Discussion on: Micro frontends: my lessons learned

Collapse
 
martinstaudt profile image
Martin Staudt

Thank you for this awesome post and your insights. I'm currently exploring to use micro-frontends at work as well. My main reason for choosing micro-frontends is actually to be able to use different frameworks simultaneously. Our main framework will be react, but I want the possibility to migrate away from it step by step, without having to re-write the whole application from scratch. Our current monolithic frontend is written in AngularJS and since we are still a very small team, with a huge application, migrating away from AngularJS for us currently would mean no new feature releases in the current frontend, while rewriting everything in the new framework. And we don't want that to happen to us again in the future, so that if for some reason react would be deprecated, we can update each micro-frontend on it's own. That is actually an approach I want to try now with our current monolith. My current plan is to integrate the AngularJS monolith into the micro-frontend architecture and then gradually replace different parts of the application. Do you have any suggestion or tips on achieving that? Or would you generally advice against doing that?

Collapse
 
anfibiacreativa profile image
Natalia Venditto

Thank you for replying, Martin! Actually, avoiding vendor-lock is probably one of the strongest points in favor of micro-frontends.

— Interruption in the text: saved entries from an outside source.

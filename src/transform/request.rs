//! Path parameter parsing.
//!
//! # Route Shape
//!
//! ```text
//! /<prefix>/<cropX>/<cropY>/<cropW|->/<cropH|->/<resizeW|->/<resizeH|->/<compression|->/<token>
//! ```
//!
//! `-` marks an optional integer as unspecified. Only syntax is checked here;
//! geometry is corrected later against the actual image.

use std::borrow::Cow;
use std::num::ParseIntError;

use crate::codec::GROUP_MARKER;
use crate::error::RequestError;

/// Literal marking an optional field as unspecified.
pub const UNSPECIFIED: &str = "-";

/// Number of `/`-separated elements in a valid path, counting the empty
/// element before the leading `/`.
pub const PATH_ELEMENTS: usize = 10;

/// Numeric transform parameters.
#[derive(Debug, Clone, Copy, Default, PartialEq, Eq)]
pub struct TransformParams {
    pub crop_x: i64,
    pub crop_y: i64,
    pub crop_width: Option<i64>,
    pub crop_height: Option<i64>,
    pub resize_width: Option<i64>,
    pub resize_height: Option<i64>,
    pub compression: Option<i64>,
}

impl TransformParams {
    /// Whole image, downscaled to fit the given box.
    pub fn resize(width: i64, height: Option<i64>) -> Self {
        Self {
            resize_width: Some(width),
            resize_height: height,
            ..Self::default()
        }
    }

    /// Placeholder dimensions for this request: the resize box, at least 1x1.
    pub fn placeholder_size(&self) -> (u32, u32) {
        let side = |v: Option<i64>| v.unwrap_or(1).clamp(1, i64::from(u32::MAX)) as u32;
        (side(self.resize_width), side(self.resize_height))
    }
}

/// A parsed image request.
#[derive(Debug, Clone, PartialEq, Eq)]
pub struct TransformRequest {
    /// The nine meaningful segments: prefix, seven numeric fields, token
    segments: Vec<String>,
    params: TransformParams,
}

impl TransformRequest {
    /// Parse a request path.
    ///
    /// Fails with `BadRequest` when the path is too short, routed under another
    /// prefix, or has a malformed field, and with `Forbidden` when a plain token
    /// is used in strict mode. The strict check runs before field parsing.
    pub fn parse(path: &str, route_prefix: &str, strict: bool) -> Result<Self, RequestError> {
        let elements: Vec<&str> = path.split('/').collect();

        if elements.len() < PATH_ELEMENTS || elements[1] != route_prefix {
            return Err(RequestError::BadRequest(format!(
                "Unexpected request to '{}'",
                path
            )));
        }

        // Standard base64 may contain '/': the token is the whole remainder
        let token = elements[PATH_ELEMENTS - 1..].join("/");
        if strict && !token.starts_with(GROUP_MARKER) {
            return Err(RequestError::Forbidden(format!(
                "Base64url '{}' cannot be specified in strict mode",
                token
            )));
        }

        let params = TransformParams {
            crop_x: mandatory(elements[2], |e| format!("Invalid crop x offset: {}", e))?,
            crop_y: mandatory(elements[3], |e| format!("Invalid crop y offset: {}", e))?,
            crop_width: optional(elements[4], |e| format!("Invalid crop width: {}", e))?,
            crop_height: optional(elements[5], |e| format!("Invalid crop height: {}", e))?,
            resize_width: optional(elements[6], |e| {
                format!("Invalid resize width '{}': {}", elements[6], e)
            })?,
            resize_height: optional(elements[7], |e| {
                format!("Invalid resize height '{}': {}", elements[7], e)
            })?,
            compression: optional(elements[8], |e| {
                format!("Invalid compression level '{}': {}", elements[8], e)
            })?,
        };

        let mut segments: Vec<String> = elements[1..PATH_ELEMENTS - 1]
            .iter()
            .map(|s| s.to_string())
            .collect();
        segments.push(token);

        Ok(Self { segments, params })
    }

    pub fn params(&self) -> &TransformParams {
        &self.params
    }

    /// The opaque image token (last segment).
    pub fn token(&self) -> &str {
        &self.segments[PATH_ELEMENTS - 2]
    }

    /// Route prefix followed by the seven numeric fields, as received.
    pub fn fields(&self) -> &[String] {
        &self.segments[..PATH_ELEMENTS - 2]
    }

    /// Response Etag: the request segments with the token replaced by the
    /// unquoted backend Etag (or kept when the backend has none).
    pub fn etag_for(&self, backend_etag: Option<&str>) -> String {
        let tag = backend_etag
            .map(unquote)
            .filter(|t| !t.is_empty())
            .unwrap_or(Cow::Borrowed(self.token()));

        let mut parts: Vec<&str> = self.fields().iter().map(String::as_str).collect();
        parts.push(&tag);
        parts.join("/")
    }
}

fn mandatory(
    value: &str,
    message: impl FnOnce(ParseIntError) -> String,
) -> Result<i64, RequestError> {
    value
        .parse()
        .map_err(|e| RequestError::BadRequest(message(e)))
}

fn optional(
    value: &str,
    message: impl FnOnce(ParseIntError) -> String,
) -> Result<Option<i64>, RequestError> {
    if value == UNSPECIFIED {
        return Ok(None);
    }
    mandatory(value, message).map(Some)
}

/// Strip the surrounding quotes of an entity tag, keeping a weak `W/` marker.
fn unquote(etag: &str) -> Cow<'_, str> {
    let (marker, rest) = match etag.strip_prefix("W/") {
        Some(rest) => ("W/", rest),
        None => ("", etag),
    };

    match rest.strip_prefix('"').and_then(|r| r.strip_suffix('"')) {
        Some(inner) if marker.is_empty() => Cow::Borrowed(inner),
        Some(inner) => Cow::Owned(format!("{}{}", marker, inner)),
        None => Cow::Borrowed(etag),
    }
}
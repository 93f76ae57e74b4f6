use std::fmt;
use std::sync::Arc;

use async_trait::async_trait;
use bytes::{Bytes, BytesMut};
use futures::stream::{self, BoxStream, StreamExt};
use http::{HeaderMap, StatusCode};

use crate::error::FetchError;

/// Body of a fetched media, read chunk by chunk.
pub type ByteStream = BoxStream<'static, Result<Bytes, FetchError>>;

/// Trait for retrieving backend media by URL.
///
/// Implementations report the backend status as-is: a 404 or 500 from the
/// backend is a successful fetch. Errors are reserved for failures to talk to
/// the backend at all.
#[async_trait]
pub trait MediaFetcher: Send + Sync {
    /// Fetch the media at `url`.
    async fn fetch(&self, url: &str) -> Result<FetchedMedia, FetchError>;
}

#[async_trait]
impl<F: MediaFetcher + ?Sized> MediaFetcher for Arc<F> {
    async fn fetch(&self, url: &str) -> Result<FetchedMedia, FetchError> {
        (**self).fetch(url).await
    }
}

/// Backend answer: status, headers and a body stream.
pub struct FetchedMedia {
    pub status: StatusCode,
    pub headers: HeaderMap,
    body: ByteStream,
    limit: Option<usize>,
}

impl FetchedMedia {
    pub fn new(status: StatusCode, headers: HeaderMap, body: ByteStream) -> Self {
        Self {
            status,
            headers,
            body,
            limit: None,
        }
    }

    /// A response whose body is already in memory.
    pub fn from_bytes(status: StatusCode, headers: HeaderMap, data: impl Into<Bytes>) -> Self {
        let data = data.into();
        Self::new(status, headers, stream::once(async move { Ok(data) }).boxed())
    }

    /// Fail [`into_bytes`](Self::into_bytes) once more than `limit` bytes arrive.
    pub fn with_limit(mut self, limit: usize) -> Self {
        self.limit = Some(limit);
        self
    }

    /// First value of a header, if it is valid text.
    pub fn header(&self, name: &str) -> Option<&str> {
        self.headers.get(name).and_then(|v| v.to_str().ok())
    }

    /// Drain the body stream into one buffer.
    pub async fn into_bytes(mut self) -> Result<Bytes, FetchError> {
        let mut buffer = BytesMut::new();

        while let Some(chunk) = self.body.next().await {
            let chunk = chunk?;
            if let Some(limit) = self.limit {
                if buffer.len() + chunk.len() > limit {
                    return Err(FetchError::TooLarge { limit });
                }
            }
            buffer.extend_from_slice(&chunk);
        }

        Ok(buffer.freeze())
    }
}

impl fmt::Debug for FetchedMedia {
    fn fmt(&self, f: &mut fmt::Formatter<'_>) -> fmt::Result {
        f.debug_struct("FetchedMedia")
            .field("status", &self.status)
            .field("headers", &self.headers)
            .field("limit", &self.limit)
            .finish_non_exhaustive()
    }
}
//! Mapping from image formats to response metadata.

use image::ImageFormat;

/// MIME subtype of a format (`jpeg`, `png`, `gif`, ...).
pub fn mime_subtype(format: ImageFormat) -> &'static str {
    let mime = format.to_mime_type();
    mime.strip_prefix("image/").unwrap_or(mime)
}

/// Content-Type header value of a format.
pub fn content_type(format: ImageFormat) -> String {
    format!("image/{}", mime_subtype(format))
}

/// File extension (with leading dot) used in `Content-Disposition`.
pub fn output_extension(format: ImageFormat) -> String {
    match format.extensions_str().first() {
        Some(ext) => format!(".{}", ext),
        None => String::new(),
    }
}
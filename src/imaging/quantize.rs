//! Lossy palette re-encode for PNG sources.
//!
//! The scaled image is encoded as PNG by a producer thread and streamed
//! through a bounded pipe into a PNG decoder on the calling thread. The decoded
//! pixels are quantized to an 8-bit palette and written out as an indexed PNG.
//!
//! ```text
//!  producer (scoped thread)            consumer (caller)
//!  Transform::apply_as(Png) ──pipe──▶ png::Decoder ─▶ RGBA ─▶ imagequant ─▶ indexed PNG
//! ```
//!
//! The pipe is a `sync_channel` of byte chunks. The producer owns the only
//! sender, so its exit always closes the pipe. The consumer owns the receiver,
//! so its exit (including early failure) unblocks the producer with a broken
//! pipe. Both sides are joined before returning.
//!
//! When the quantizer cannot reach the window's minimum quality the image is
//! written as a plain truecolor PNG instead.

use std::io::{self, BufWriter, Read, Write};
use std::sync::atomic::{AtomicBool, Ordering};
use std::sync::mpsc::{sync_channel, Receiver, SyncSender};
use std::sync::Arc;
use std::thread;

use image::ImageFormat;
use tracing::{debug, warn};

use crate::error::TransformError;
use crate::transform::QualityWindow;

use super::encoder::{png_compression, Transform};
use super::SourceImage;

/// Chunks buffered in the pipe before the producer blocks.
const PIPE_CAPACITY: usize = 8;

/// Size of the producer's write buffer.
const PIPE_CHUNK_SIZE: usize = 64 * 1024;

// =============================================================================
// Pipe
// =============================================================================

/// Writing end of the in-memory pipe.
pub(crate) struct PipeWriter {
    sender: SyncSender<Vec<u8>>,
    consumer_gone: Arc<AtomicBool>,
}

impl Write for PipeWriter {
    fn write(&mut self, buf: &[u8]) -> io::Result<usize> {
        if buf.is_empty() {
            return Ok(0);
        }
        self.sender.send(buf.to_vec()).map_err(|_| {
            self.consumer_gone.store(true, Ordering::Release);
            io::Error::new(io::ErrorKind::BrokenPipe, "pipe reader closed")
        })?;
        Ok(buf.len())
    }

    fn flush(&mut self) -> io::Result<()> {
        Ok(())
    }
}

/// Reading end of the in-memory pipe.
pub(crate) struct PipeReader {
    receiver: Receiver<Vec<u8>>,
    chunk: Vec<u8>,
    position: usize,
}

impl Read for PipeReader {
    fn read(&mut self, buf: &mut [u8]) -> io::Result<usize> {
        while self.position >= self.chunk.len() {
            match self.receiver.recv() {
                Ok(chunk) => {
                    self.chunk = chunk;
                    self.position = 0;
                }
                // Every sender dropped: end of stream
                Err(_) => return Ok(0),
            }
        }

        let n = buf.len().min(self.chunk.len() - self.position);
        buf[..n].copy_from_slice(&self.chunk[self.position..self.position + n]);
        self.position += n;
        Ok(n)
    }
}

/// Create a bounded pipe. The flag is raised when the reader hangs up on a writer.
pub(crate) fn pipe() -> (PipeWriter, PipeReader, Arc<AtomicBool>) {
    let (sender, receiver) = sync_channel(PIPE_CAPACITY);
    let consumer_gone = Arc::new(AtomicBool::new(false));

    (
        PipeWriter {
            sender,
            consumer_gone: Arc::clone(&consumer_gone),
        },
        PipeReader {
            receiver,
            chunk: Vec::new(),
            position: 0,
        },
        consumer_gone,
    )
}

// =============================================================================
// Requantization
// =============================================================================

/// RGBA pixels decoded from the pipe.
struct RgbaPixels {
    width: u32,
    height: u32,
    pixels: Vec<imagequant::RGBA>,
}

/// Scale `image` with `transform`, then re-encode it as a palette PNG whose
/// quantization quality lies in `window`.
pub fn requantize<W: Write>(
    transform: &Transform,
    image: &SourceImage,
    window: QualityWindow,
    output: W,
) -> Result<(), TransformError> {
    let (writer, reader, consumer_gone) = pipe();

    let (produced, decoded) = thread::scope(|scope| {
        let producer = scope.spawn(move || {
            let mut buffered = BufWriter::with_capacity(PIPE_CHUNK_SIZE, writer);
            transform.apply_as(image, ImageFormat::Png, &mut buffered)?;
            buffered
                .flush()
                .map_err(|e| TransformError::Pipe(e.to_string()))
        });

        // The reader is dropped when decoding returns, on success or failure
        let decoded = decode_rgba(reader);

        let produced = producer
            .join()
            .unwrap_or_else(|_| Err(TransformError::Pipe("producer panicked".to_string())));

        (produced, decoded)
    });

    let pixels = match (produced, decoded) {
        (Ok(()), Ok(pixels)) => pixels,
        (Ok(()), Err(consumer)) => return Err(consumer),
        (Err(_), Err(consumer)) if consumer_gone.load(Ordering::Acquire) => return Err(consumer),
        (Err(producer), _) => return Err(producer),
    };

    debug!(
        "Quantizing {}x{} with quality {}-{}",
        pixels.width, pixels.height, window.minimum, window.target
    );

    let (palette, indexed) = match quantize(&pixels, window) {
        Ok(quantized) => quantized,
        Err(imagequant::Error::QualityTooLow) => {
            warn!(
                "Palette for {}x{} image below quality {}, keeping truecolor PNG",
                pixels.width, pixels.height, window.minimum
            );
            return transform.apply_as(image, ImageFormat::Png, output);
        }
        Err(e) => return Err(TransformError::Quantize(e.to_string())),
    };
    write_indexed_png(
        &palette,
        &indexed,
        pixels.width,
        pixels.height,
        transform.compression_level(),
        output,
    )
}

fn decode_rgba<R: Read>(reader: R) -> Result<RgbaPixels, TransformError> {
    let mut decoder = png::Decoder::new(reader);
    decoder.set_transformations(png::Transformations::normalize_to_color8());

    let mut reader = decoder
        .read_info()
        .map_err(|e| TransformError::Decode(e.to_string()))?;

    let mut buffer = vec![0; reader.output_buffer_size()];
    let frame = reader
        .next_frame(&mut buffer)
        .map_err(|e| TransformError::Decode(e.to_string()))?;
    buffer.truncate(frame.buffer_size());

    let pixels: Vec<imagequant::RGBA> = match frame.color_type {
        png::ColorType::Rgba => buffer
            .chunks_exact(4)
            .map(|p| imagequant::RGBA::new(p[0], p[1], p[2], p[3]))
            .collect(),
        png::ColorType::Rgb => buffer
            .chunks_exact(3)
            .map(|p| imagequant::RGBA::new(p[0], p[1], p[2], 255))
            .collect(),
        png::ColorType::GrayscaleAlpha => buffer
            .chunks_exact(2)
            .map(|p| imagequant::RGBA::new(p[0], p[0], p[0], p[1]))
            .collect(),
        png::ColorType::Grayscale => buffer
            .iter()
            .map(|&v| imagequant::RGBA::new(v, v, v, 255))
            .collect(),
        png::ColorType::Indexed => {
            return Err(TransformError::Decode(
                "palette was not expanded".to_string(),
            ))
        }
    };

    Ok(RgbaPixels {
        width: frame.width,
        height: frame.height,
        pixels,
    })
}

fn quantize(
    pixels: &RgbaPixels,
    window: QualityWindow,
) -> Result<(Vec<imagequant::RGBA>, Vec<u8>), imagequant::Error> {
    let mut attributes = imagequant::new();
    attributes.set_quality(window.minimum, window.target)?;

    let mut image = attributes.new_image(
        pixels.pixels.clone().into_boxed_slice(),
        pixels.width as usize,
        pixels.height as usize,
        0.0,
    )?;

    let mut result = attributes.quantize(&mut image)?;
    result.set_dithering_level(1.0)?;

    result.remapped(&mut image)
}

fn write_indexed_png<W: Write>(
    palette: &[imagequant::RGBA],
    indexed: &[u8],
    width: u32,
    height: u32,
    compression: Option<u8>,
    output: W,
) -> Result<(), TransformError> {
    let err = |e: png::EncodingError| TransformError::Encode(e.to_string());

    let rgb: Vec<u8> = palette.iter().flat_map(|c| [c.r, c.g, c.b]).collect();
    let alpha: Vec<u8> = palette.iter().map(|c| c.a).collect();

    let mut encoder = png::Encoder::new(output, width, height);
    encoder.set_color(png::ColorType::Indexed);
    encoder.set_depth(png::BitDepth::Eight);
    encoder.set_palette(rgb);
    if alpha.iter().any(|&a| a < u8::MAX) {
        encoder.set_trns(alpha);
    }
    encoder.set_compression(match png_compression(compression) {
        image::codecs::png::CompressionType::Fast => png::Compression::Fast,
        image::codecs::png::CompressionType::Best => png::Compression::Best,
        _ => png::Compression::Default,
    });

    let mut writer = encoder.write_header().map_err(err)?;
    writer.write_image_data(indexed).map_err(err)?;
    writer.finish().map_err(err)
}

// =============================================================================
// Tests
// =============================================================================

I can only tell you how I avoid a framework vendor-lock in the projects I lead. ... I promote development in vanilla JS (ES6) and we only use framework for very specific cases (usually in the form of micro apps, as I describe in the article)

But there is also the thing that specifications change too, so no framework will last forever and no vanilla JS frontend will last forever. Always, at some point, you will need to migrate to a newer version.

Strategic modularization, is the key.